The dismounted castings here are 20mm Irregular Miniatures, which are unusually small 20mm but give a good size match with Les Higgins.

The boys from the Regt Santini are the same, apart from the green facings - their mounted contingent are progressing through the paint queue at this very moment
The history of Les Higgins/PMD is well described elsewhere; the original 20mm Malburian figures are just a tad smaller than their ECW range (though the original "subscription series" Higgins ECW were about the same size as the Malburians), but both ranges use the same horses. The figures are too small to match with much else - Irregular, Lancer Miniatures (which are relatively stout, though their artillery pieces are lovely) and that's about it.

Sunday 1 March 2020

Painting - Good News and Bad News

Odd day yesterday. My most spectacular achievement was falling downstairs with a tray of freshly painted soldiers - fortunately, the only lasting damage seems to have been to the sensibilities of the Contesse, who was not impressed by my vocabulary.

I have now based up the Waterloo Life Guards - still one man absent, but now varnished and based. Very pleased with them.

Unit #334, Hinton Hunt Life Guards, with many thanks to Goya for his restoration and conversion work. These chaps were previously the spares from the ex-Eric Knowles Royal Horse Guards, and include the noted Trooper Lazarus, a write-off who was miraculously fixed back onto his base. I understand that we have located a recruit to fill the gap in the back row.
Less satisfactory was a shipment of mounted WSS officers which arrived back from the painter. Something very odd has happened here - it seems that the varnish has reacted with (and stuck to) the bubblewrap in which they were packed. This painter normally wraps each figure in tissue, which would have avoided the problem, but wisdom after the event is not helpful, and it's also irritating.

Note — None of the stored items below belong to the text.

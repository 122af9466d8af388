/// Concurrency limiting for provider calls
use crate::resilience::env_parse;
use governor::{
    clock::DefaultClock,
    state::{InMemoryState, NotKeyed},
    Quota, RateLimiter as GovernorLimiter,
};
use std::future::Future;
use std::num::NonZeroU32;
use std::sync::Arc;
use std::time::Duration;
use tokio::sync::{OwnedSemaphorePermit, Semaphore};

/// Rate limiter configuration
#[derive(Debug, Clone)]
pub struct RateLimiterConfig {
    /// Maximum operations in flight at once
    pub max_concurrent: usize,
    /// Optional minimum spacing between successive admissions, for external
    /// quotas measured in requests per interval
    pub min_interval: Option<Duration>,
}

impl Default for RateLimiterConfig {
    fn default() -> Self {
        Self {
            max_concurrent: 8,
            min_interval: None,
        }
    }
}

impl RateLimiterConfig {
    /// Load from environment variables (a zero interval disables pacing)
    pub fn from_env() -> Self {
        let defaults = Self::default();
        let interval_ms: u64 = env_parse("LIMITER_MIN_INTERVAL_MS", 0);
        Self {
            max_concurrent: env_parse("LIMITER_MAX_CONCURRENT", defaults.max_concurrent),
            min_interval: (interval_ms > 0).then(|| Duration::from_millis(interval_ms)),
        }
    }
}

/// Bounds concurrent in-flight calls to an external provider.
///
/// Waiters queue FIFO until a slot frees; there is no timeout on the queue
/// wait itself, only on the wrapped operation if the caller supplies one.
#[derive(Clone)]
pub struct RateLimiter {
    semaphore: Arc<Semaphore>,
    pacer: Option<Arc<GovernorLimiter<NotKeyed, InMemoryState, DefaultClock>>>,
}

impl RateLimiter {
    pub fn new(config: RateLimiterConfig) -> Self {
        let pacer = config.min_interval.and_then(|interval| {
            Quota::with_period(interval)
                .map(|quota| Arc::new(GovernorLimiter::direct(quota.allow_burst(NonZeroU32::new(1).expect("1 is non-zero")))))
        });

        Self {
            semaphore: Arc::new(Semaphore::new(config.max_concurrent.max(1))),
            pacer,
        }
    }

    /// Wait for a slot (and pacing quota), returning a permit that releases
    /// the slot when dropped
    pub async fn acquire(&self) -> OwnedSemaphorePermit {
        let permit = Arc::clone(&self.semaphore)
            .acquire_owned()
            .await
            .expect("limiter semaphore is never closed");
        if let Some(pacer) = &self.pacer {
            pacer.until_ready().await;
        }
        permit
    }

    /// Run an operation inside a slot
    pub async fn run<F, Fut, T>(&self, operation: F) -> T
    where
        F: FnOnce() -> Fut,
        Fut: Future<Output = T>,
    {
        let _permit = self.acquire().await;
        operation().await
    }

    /// Slots currently free
    pub fn available(&self) -> usize {
        self.semaphore.available_permits()
    }
}

#[cfg(test)]
mod tests {
    use super::*;
    use std::sync::atomic::{AtomicUsize, Ordering};
    use std::time::Instant;

    #[tokio::test]
    async fn test_bounds_concurrency() {
        let limiter = RateLimiter::new(RateLimiterConfig {
            max_concurrent: 2,
            min_interval: None,
        });

        let in_flight = Arc::new(AtomicUsize::new(0));
        let peak = Arc::new(AtomicUsize::new(0));

        let mut handles = Vec::new();
        for _ in 0..8 {
            let limiter = limiter.clone();
            let in_flight = Arc::clone(&in_flight);
            let peak = Arc::clone(&peak);
            handles.push(tokio::spawn(async move {
                limiter
                    .run(|| async move {
                        let now = in_flight.fetch_add(1, Ordering::SeqCst) + 1;
                        peak.fetch_max(now, Ordering::SeqCst);
                        tokio::time::sleep(Duration::from_millis(10)).await;
                        in_flight.fetch_sub(1, Ordering::SeqCst);
                    })
                    .await;
            }));
        }
        for handle in handles {
            handle.await.unwrap();
        }

        assert!(peak.load(Ordering::SeqCst) <= 2);
    }

    #[tokio::test]
    async fn test_min_interval_paces_admissions() {
        let limiter = RateLimiter::new(RateLimiterConfig {
            max_concurrent: 4,
            min_interval: Some(Duration::from_millis(20)),
        });

        let start = Instant::now();
        for _ in 0..3 {
            limiter.run(|| async {}).await;
        }

        // First admission is free; the next two wait an interval each
        assert!(start.elapsed() >= Duration::from_millis(40));
    }

    #[tokio::test]
    async fn test_permit_released_on_drop() {
        let limiter = RateLimiter::new(RateLimiterConfig {
            max_concurrent: 1,
            min_interval: None,
        });

        {
            let _permit = limiter.acquire().await;
            assert_eq!(limiter.available(), 0);
        }
        assert_eq!(limiter.available(), 1);
    }
}
/// DID Document model
use serde::{Deserialize, Serialize};

/// Default JSON-LD context for anchored DID documents
pub const DID_CONTEXT: &str = "https://www.w3.org/ns/did/v1";

/// A DID document resolved from on-chain inscription metadata
#[derive(Debug, Clone, PartialEq, Serialize, Deserialize)]
#[serde(rename_all = "camelCase")]
pub struct DidDocument {
    #[serde(rename = "@context", default = "default_context")]
    pub context: Vec<String>,
    pub id: String,
    #[serde(skip_serializing_if = "Option::is_none")]
    pub verification_method: Option<Vec<VerificationMethod>>,
    #[serde(skip_serializing_if = "Option::is_none")]
    pub authentication: Option<Vec<serde_json::Value>>,
    #[serde(skip_serializing_if = "Option::is_none")]
    pub assertion_method: Option<Vec<serde_json::Value>>,
}

fn default_context() -> Vec<String> {
    vec![DID_CONTEXT.to_string()]
}

impl DidDocument {
    /// Minimal document for an identifier: context plus id
    pub fn new(id: impl Into<String>) -> Self {
        Self {
            context: default_context(),
            id: id.into(),
            verification_method: None,
            authentication: None,
            assertion_method: None,
        }
    }
}

/// A verification method entry
#[derive(Debug, Clone, PartialEq, Serialize, Deserialize)]
#[serde(rename_all = "camelCase")]
pub struct VerificationMethod {
    pub id: String,
    #[serde(rename = "type")]
    pub method_type: String,
    pub controller: String,
    #[serde(skip_serializing_if = "Option::is_none")]
    pub public_key_multibase: Option<String>,
}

A varnishing act that went wrong. Warranty claim necessary. Ancient Les Higgins figures - not as old as the Life Guards, though
We've agreed that I'll send them back, and he'll sort things out, though it looks like a strip-and-start-again situation to me.

Other than that I spent a fascinating couple of hours yesterday with a neighbour, learning more about the history of the immediate area where I live. I'm particularly interested in a number of vanished local castles and tower houses, and also in the old farm-workers' hamlets of Whaupknowe (which means "Curlew Hill" in Scots, and appears to have been right where my house is now) and Muttonhole (which is only commemorated now by a field of the same name on an adjacent farm). These hamlets seem to have vanished around 1750. Looks like I'd better get the waterproof jacket and the old walking boots ready.